# [AIM OF THE TASK]
Which lines run from the line with "types for su-seed" through the line with "seed data failed" in the entries below? Print them exactly, both ends included, and nothing more.

Saved data entries:

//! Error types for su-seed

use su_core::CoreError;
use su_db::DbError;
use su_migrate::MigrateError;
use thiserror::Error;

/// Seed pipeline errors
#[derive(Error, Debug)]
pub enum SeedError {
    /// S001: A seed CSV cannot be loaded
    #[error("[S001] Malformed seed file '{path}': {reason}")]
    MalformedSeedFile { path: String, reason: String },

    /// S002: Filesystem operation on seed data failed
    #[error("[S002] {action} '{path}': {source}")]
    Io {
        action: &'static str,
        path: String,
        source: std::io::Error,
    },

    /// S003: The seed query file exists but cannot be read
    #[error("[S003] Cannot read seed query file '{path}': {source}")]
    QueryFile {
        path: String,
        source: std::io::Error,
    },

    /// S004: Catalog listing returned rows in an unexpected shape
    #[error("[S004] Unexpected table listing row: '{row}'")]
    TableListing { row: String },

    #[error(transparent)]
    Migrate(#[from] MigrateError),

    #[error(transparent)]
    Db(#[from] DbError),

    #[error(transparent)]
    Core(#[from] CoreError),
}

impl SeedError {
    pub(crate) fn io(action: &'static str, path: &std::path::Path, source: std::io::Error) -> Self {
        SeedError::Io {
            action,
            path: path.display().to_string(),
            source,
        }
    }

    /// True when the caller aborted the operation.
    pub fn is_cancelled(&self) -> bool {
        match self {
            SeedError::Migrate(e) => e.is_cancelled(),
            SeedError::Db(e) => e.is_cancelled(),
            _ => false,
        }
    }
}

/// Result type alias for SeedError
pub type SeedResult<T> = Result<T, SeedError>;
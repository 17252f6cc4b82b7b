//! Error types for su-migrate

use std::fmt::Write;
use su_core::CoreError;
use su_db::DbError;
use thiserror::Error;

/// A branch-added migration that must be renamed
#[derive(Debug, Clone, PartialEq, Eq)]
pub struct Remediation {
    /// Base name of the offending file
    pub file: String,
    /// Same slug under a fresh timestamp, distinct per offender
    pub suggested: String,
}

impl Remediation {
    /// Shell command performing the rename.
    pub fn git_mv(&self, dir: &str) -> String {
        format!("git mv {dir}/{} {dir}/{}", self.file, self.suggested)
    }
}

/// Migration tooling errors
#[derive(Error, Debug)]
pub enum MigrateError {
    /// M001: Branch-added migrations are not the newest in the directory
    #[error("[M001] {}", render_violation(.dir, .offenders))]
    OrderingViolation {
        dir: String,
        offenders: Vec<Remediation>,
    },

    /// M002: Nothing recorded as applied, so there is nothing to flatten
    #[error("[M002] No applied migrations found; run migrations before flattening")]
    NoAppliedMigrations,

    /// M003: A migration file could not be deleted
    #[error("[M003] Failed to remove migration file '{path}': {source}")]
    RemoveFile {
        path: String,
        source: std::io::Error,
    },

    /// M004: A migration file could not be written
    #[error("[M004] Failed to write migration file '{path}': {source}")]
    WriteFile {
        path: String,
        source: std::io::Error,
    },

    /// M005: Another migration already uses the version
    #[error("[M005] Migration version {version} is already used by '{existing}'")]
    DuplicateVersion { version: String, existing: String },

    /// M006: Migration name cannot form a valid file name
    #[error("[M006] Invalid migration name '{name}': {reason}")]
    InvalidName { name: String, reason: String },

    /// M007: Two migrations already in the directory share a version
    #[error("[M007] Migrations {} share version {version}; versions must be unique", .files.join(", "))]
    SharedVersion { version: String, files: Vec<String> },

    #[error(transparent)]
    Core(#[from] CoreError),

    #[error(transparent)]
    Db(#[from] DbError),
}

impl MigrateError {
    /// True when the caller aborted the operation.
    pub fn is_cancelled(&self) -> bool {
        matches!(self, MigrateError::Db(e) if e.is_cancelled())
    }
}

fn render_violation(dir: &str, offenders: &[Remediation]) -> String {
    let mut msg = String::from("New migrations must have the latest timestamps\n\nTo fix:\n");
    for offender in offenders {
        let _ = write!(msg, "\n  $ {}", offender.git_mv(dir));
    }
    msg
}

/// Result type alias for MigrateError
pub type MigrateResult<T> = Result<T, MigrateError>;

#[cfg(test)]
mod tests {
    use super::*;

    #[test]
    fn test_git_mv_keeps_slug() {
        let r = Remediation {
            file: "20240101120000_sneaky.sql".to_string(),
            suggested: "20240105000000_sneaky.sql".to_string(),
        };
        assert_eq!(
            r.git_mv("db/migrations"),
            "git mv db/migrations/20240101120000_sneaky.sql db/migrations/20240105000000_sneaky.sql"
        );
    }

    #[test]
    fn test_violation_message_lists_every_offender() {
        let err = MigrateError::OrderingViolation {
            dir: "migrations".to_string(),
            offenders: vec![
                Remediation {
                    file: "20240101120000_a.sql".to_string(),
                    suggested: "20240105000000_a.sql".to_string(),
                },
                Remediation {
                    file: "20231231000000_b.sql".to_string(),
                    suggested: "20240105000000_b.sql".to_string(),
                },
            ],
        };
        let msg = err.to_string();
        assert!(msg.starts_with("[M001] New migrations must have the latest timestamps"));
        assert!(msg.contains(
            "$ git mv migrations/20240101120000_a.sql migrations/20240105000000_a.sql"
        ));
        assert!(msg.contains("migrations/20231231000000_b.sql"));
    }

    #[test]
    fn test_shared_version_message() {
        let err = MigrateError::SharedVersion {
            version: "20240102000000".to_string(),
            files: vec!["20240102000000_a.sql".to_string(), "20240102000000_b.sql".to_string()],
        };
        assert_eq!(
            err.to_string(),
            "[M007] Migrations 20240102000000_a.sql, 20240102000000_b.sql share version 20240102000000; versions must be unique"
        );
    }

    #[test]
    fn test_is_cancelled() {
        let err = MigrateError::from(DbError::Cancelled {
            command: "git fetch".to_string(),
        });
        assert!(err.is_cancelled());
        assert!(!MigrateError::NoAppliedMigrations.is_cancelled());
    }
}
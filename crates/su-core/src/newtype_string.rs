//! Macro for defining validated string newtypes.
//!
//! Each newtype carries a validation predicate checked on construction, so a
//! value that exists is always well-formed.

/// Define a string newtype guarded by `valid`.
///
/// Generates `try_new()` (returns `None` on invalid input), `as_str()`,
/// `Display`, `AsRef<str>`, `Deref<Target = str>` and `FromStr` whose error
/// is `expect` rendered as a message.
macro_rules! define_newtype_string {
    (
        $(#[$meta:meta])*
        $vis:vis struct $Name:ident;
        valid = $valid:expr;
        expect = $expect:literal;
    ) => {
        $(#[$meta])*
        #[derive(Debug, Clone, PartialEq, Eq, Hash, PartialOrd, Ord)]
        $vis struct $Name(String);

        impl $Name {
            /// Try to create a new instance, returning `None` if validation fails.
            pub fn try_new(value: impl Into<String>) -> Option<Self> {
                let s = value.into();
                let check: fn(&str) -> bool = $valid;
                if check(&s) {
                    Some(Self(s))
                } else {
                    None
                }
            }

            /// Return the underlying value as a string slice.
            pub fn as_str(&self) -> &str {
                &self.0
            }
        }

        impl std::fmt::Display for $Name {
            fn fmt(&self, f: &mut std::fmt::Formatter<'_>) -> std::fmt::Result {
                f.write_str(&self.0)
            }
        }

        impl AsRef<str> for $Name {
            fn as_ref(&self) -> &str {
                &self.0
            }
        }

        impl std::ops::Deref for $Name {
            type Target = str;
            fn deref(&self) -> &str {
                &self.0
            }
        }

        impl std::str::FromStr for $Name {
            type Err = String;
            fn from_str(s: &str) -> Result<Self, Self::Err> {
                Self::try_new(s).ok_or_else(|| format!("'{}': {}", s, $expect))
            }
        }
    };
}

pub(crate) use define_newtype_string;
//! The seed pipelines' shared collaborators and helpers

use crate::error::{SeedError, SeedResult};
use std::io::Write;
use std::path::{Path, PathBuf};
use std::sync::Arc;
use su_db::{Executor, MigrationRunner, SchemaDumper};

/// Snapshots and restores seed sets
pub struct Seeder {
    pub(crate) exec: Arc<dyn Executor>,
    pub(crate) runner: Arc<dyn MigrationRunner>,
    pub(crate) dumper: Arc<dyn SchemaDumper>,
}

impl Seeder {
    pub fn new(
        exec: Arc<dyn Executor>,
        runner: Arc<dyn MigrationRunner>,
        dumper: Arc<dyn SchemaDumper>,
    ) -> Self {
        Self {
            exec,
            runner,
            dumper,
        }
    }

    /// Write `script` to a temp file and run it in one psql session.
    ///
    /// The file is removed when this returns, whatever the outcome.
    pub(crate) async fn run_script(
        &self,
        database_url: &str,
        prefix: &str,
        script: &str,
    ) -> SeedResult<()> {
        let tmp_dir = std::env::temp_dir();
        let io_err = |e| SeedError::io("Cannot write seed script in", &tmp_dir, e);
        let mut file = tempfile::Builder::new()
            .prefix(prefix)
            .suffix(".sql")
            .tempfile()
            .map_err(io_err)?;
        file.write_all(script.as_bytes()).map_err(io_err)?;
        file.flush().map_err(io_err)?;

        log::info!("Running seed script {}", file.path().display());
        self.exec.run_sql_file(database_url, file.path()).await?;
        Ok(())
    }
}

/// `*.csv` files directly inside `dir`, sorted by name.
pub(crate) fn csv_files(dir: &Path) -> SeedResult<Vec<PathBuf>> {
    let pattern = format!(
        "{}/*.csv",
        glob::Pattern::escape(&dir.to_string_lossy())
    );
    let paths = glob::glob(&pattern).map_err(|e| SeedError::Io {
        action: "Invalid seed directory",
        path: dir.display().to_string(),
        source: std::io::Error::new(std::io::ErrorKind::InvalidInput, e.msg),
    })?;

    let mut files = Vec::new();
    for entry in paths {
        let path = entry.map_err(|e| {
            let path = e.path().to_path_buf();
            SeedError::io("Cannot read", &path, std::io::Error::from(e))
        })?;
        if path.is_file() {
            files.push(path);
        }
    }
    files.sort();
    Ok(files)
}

...

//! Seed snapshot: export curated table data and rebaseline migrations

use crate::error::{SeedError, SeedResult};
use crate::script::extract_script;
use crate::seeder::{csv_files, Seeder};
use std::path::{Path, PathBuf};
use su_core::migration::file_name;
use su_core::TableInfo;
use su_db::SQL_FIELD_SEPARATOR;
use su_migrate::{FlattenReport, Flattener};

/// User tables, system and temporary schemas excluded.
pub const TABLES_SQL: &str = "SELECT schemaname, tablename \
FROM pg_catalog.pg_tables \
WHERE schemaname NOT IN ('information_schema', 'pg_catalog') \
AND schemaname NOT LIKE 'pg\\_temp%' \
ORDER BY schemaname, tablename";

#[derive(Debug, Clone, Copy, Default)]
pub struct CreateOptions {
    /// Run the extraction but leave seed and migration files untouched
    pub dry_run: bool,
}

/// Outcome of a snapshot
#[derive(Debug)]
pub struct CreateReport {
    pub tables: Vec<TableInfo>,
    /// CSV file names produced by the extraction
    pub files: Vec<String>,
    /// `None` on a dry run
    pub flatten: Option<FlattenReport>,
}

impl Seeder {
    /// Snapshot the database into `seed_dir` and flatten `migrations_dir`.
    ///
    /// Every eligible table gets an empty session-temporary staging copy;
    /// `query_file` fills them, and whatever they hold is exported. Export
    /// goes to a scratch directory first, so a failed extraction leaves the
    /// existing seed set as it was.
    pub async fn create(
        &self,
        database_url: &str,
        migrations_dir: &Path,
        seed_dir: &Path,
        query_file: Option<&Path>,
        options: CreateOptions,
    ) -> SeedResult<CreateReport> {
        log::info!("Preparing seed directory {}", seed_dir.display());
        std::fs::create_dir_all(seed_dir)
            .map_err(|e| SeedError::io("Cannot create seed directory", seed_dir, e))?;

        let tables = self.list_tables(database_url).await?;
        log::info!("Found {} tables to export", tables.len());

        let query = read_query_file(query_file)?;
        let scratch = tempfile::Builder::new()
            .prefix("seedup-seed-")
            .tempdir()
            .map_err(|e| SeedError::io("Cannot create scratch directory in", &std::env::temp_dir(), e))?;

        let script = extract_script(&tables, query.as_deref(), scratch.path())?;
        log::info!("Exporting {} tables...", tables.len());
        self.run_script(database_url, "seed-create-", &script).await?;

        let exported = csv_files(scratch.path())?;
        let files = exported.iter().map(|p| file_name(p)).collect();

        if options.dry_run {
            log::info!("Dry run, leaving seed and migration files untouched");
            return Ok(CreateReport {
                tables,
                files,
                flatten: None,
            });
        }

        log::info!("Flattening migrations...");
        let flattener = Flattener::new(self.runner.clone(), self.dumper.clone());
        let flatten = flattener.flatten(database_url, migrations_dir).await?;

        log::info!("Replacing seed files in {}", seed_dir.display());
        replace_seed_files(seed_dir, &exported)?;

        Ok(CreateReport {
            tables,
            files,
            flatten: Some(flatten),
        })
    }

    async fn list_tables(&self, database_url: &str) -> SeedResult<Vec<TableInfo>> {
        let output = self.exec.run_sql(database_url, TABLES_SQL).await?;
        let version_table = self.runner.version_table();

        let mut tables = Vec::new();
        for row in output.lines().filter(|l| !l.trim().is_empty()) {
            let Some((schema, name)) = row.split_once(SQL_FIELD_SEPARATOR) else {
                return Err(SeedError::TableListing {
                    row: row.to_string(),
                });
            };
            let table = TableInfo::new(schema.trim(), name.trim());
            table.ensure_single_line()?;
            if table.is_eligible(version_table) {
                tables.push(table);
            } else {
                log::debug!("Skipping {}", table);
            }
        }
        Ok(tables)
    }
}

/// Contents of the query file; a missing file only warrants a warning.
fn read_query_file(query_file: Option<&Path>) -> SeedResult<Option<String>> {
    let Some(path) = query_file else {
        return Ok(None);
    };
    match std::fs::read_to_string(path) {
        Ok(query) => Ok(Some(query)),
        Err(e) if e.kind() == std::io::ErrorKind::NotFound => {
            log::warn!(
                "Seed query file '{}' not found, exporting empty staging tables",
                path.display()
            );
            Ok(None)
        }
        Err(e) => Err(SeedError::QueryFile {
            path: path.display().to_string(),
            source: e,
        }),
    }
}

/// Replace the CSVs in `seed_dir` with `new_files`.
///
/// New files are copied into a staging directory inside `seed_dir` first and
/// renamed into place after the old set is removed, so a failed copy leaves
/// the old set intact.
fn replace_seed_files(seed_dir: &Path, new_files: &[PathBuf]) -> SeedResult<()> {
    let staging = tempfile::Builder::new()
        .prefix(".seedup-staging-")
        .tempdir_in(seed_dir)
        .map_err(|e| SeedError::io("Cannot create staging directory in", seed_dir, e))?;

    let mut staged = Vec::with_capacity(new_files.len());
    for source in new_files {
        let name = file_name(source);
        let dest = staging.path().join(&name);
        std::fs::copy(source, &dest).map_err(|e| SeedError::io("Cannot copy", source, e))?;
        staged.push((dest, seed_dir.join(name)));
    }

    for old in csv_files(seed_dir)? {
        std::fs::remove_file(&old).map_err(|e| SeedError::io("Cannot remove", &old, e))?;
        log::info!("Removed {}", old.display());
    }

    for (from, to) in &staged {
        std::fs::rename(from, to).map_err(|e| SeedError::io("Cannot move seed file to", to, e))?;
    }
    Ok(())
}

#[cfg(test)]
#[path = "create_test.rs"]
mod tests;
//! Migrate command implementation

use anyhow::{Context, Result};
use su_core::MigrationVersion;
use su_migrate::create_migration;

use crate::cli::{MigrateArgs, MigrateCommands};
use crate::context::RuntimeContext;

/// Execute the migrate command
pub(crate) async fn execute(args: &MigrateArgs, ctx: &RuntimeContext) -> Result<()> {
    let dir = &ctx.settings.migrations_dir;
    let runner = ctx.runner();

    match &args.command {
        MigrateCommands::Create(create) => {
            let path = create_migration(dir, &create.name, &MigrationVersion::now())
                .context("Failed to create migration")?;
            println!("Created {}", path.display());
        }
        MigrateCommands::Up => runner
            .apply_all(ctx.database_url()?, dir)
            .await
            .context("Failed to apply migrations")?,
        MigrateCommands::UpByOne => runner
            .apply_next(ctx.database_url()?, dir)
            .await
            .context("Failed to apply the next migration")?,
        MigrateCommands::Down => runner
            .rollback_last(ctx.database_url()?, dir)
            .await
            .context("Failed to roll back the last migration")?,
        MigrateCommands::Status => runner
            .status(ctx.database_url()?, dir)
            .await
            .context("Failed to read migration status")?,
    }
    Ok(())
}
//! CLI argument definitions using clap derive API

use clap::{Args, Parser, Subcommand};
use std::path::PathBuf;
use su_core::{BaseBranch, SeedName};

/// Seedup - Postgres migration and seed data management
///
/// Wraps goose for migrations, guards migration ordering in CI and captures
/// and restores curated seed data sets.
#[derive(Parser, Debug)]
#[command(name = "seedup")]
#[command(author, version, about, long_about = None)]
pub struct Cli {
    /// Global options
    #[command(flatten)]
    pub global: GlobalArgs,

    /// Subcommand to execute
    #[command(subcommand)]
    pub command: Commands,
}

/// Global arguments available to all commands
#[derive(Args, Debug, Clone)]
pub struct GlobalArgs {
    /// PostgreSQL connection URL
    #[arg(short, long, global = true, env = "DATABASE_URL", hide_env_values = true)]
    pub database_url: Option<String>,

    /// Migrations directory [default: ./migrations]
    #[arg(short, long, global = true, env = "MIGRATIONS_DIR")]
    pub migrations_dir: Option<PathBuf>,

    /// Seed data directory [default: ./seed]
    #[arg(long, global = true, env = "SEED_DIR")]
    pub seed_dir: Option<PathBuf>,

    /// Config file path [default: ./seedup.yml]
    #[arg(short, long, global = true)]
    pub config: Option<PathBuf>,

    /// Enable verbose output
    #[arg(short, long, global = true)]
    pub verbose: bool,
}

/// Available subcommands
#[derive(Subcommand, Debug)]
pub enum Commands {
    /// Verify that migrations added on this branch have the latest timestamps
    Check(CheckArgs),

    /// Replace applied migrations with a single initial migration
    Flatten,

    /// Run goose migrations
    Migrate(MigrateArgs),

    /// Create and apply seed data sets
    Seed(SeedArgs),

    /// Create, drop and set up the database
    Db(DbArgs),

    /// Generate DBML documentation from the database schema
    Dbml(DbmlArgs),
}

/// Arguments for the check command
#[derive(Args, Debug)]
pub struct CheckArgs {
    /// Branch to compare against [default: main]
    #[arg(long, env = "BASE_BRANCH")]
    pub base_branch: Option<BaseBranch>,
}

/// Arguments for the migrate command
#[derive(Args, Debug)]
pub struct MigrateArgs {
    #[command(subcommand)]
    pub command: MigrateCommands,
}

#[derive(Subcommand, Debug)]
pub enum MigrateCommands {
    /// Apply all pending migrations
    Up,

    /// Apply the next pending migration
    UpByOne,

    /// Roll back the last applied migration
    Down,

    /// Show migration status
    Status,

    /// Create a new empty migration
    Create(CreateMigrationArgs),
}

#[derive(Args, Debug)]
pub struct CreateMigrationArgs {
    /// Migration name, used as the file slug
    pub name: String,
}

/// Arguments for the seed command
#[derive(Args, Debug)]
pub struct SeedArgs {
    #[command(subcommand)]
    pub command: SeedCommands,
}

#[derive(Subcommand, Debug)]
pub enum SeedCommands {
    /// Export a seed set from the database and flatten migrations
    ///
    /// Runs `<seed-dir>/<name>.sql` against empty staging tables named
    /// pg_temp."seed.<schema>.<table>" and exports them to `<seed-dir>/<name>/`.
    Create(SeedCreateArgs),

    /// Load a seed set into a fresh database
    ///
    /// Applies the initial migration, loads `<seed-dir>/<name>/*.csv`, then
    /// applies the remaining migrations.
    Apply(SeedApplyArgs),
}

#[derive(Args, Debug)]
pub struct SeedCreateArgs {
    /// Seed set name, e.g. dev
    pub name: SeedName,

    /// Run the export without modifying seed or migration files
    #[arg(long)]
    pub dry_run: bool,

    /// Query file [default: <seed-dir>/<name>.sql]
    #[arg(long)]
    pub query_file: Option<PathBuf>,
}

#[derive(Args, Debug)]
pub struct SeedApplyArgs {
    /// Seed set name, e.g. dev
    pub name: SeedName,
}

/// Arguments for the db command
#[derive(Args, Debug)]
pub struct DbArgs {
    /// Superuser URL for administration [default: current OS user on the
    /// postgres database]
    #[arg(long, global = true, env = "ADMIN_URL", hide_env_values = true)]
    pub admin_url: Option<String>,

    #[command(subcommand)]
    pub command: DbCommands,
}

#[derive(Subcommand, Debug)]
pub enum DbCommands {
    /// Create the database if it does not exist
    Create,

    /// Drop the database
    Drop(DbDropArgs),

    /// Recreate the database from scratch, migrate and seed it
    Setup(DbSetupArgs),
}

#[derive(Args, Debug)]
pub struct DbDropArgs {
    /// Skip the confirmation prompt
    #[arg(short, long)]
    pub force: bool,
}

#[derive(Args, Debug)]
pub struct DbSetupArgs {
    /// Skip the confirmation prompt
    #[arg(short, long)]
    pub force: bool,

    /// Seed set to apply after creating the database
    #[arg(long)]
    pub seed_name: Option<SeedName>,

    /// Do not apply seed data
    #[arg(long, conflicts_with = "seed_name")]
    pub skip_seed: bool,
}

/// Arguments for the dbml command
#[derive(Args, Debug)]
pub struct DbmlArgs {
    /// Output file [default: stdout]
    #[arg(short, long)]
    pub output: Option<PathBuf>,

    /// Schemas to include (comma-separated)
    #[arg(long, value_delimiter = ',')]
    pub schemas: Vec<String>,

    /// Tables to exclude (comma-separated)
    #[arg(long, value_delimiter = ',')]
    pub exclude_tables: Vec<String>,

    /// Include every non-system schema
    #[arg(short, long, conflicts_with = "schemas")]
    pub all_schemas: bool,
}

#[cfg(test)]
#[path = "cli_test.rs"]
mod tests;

...

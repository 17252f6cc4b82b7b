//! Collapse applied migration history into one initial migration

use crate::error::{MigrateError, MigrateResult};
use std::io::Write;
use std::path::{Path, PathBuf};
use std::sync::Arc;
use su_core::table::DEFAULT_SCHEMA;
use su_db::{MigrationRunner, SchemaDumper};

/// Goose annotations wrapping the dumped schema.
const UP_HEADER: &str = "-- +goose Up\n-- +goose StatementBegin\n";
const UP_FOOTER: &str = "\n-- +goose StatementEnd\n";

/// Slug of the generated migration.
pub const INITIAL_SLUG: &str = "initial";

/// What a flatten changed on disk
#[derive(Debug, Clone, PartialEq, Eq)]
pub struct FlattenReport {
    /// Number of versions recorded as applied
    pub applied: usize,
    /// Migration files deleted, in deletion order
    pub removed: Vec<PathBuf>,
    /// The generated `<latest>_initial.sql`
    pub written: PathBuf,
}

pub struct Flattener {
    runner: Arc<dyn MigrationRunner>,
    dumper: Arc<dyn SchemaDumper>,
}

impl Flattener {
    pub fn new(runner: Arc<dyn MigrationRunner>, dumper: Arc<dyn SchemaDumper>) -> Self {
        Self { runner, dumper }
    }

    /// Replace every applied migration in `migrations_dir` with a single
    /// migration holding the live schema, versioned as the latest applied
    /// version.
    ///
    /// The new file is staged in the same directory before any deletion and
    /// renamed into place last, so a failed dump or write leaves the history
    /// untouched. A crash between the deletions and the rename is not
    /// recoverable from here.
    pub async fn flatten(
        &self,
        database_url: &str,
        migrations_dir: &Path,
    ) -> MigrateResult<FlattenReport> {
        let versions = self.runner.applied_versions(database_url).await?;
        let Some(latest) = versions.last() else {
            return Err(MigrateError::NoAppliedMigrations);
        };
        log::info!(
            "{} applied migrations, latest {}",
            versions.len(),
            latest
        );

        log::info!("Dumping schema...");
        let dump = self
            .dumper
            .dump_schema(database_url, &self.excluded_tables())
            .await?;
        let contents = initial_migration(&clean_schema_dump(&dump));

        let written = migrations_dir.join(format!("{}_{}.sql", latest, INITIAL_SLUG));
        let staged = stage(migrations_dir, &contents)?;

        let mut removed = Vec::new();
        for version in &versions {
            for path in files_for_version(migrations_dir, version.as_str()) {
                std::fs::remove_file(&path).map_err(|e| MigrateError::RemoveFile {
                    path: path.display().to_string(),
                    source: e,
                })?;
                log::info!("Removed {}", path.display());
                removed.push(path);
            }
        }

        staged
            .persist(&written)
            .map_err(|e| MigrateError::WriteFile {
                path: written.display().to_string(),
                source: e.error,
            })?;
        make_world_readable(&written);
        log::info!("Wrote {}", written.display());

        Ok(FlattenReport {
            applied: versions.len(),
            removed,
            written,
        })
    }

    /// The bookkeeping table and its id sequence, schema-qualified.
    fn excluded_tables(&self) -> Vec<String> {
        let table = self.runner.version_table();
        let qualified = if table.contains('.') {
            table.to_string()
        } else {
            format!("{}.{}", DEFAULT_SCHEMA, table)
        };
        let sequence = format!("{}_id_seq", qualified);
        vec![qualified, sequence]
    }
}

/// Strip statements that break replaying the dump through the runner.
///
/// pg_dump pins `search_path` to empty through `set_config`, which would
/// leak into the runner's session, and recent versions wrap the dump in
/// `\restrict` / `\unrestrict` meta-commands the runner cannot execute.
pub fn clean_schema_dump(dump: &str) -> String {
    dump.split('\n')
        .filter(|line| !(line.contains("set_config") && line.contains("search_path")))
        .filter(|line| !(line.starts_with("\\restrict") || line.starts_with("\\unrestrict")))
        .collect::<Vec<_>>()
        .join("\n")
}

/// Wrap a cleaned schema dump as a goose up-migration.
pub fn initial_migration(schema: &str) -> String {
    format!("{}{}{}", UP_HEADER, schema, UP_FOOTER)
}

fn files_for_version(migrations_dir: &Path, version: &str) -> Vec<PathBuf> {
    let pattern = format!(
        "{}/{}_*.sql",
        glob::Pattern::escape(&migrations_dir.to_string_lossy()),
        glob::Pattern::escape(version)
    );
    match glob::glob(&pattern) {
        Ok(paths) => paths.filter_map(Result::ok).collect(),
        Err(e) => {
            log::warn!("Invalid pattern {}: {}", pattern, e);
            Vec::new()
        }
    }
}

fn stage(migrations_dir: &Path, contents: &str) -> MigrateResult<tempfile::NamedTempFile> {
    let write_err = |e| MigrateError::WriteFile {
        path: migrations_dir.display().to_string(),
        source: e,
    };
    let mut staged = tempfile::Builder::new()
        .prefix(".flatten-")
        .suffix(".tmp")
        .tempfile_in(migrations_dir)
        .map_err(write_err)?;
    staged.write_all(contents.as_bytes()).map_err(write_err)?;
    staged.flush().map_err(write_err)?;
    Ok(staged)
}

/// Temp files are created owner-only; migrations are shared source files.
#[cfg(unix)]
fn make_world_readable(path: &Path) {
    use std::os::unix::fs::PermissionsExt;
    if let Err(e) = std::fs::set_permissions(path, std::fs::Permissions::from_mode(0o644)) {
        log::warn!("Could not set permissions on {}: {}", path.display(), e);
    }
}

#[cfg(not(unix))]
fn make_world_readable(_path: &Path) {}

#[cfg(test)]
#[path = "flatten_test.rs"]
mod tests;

# [RESULT OF THIS EXERCISE]
//! Error types for su-seed

use su_core::CoreError;
use su_db::DbError;
use su_migrate::MigrateError;
use thiserror::Error;

/// Seed pipeline errors
#[derive(Error, Debug)]
pub enum SeedError {
    /// S001: A seed CSV cannot be loaded
    #[error("[S001] Malformed seed file '{path}': {reason}")]
    MalformedSeedFile { path: String, reason: String },

    /// S002: Filesystem operation on seed data failed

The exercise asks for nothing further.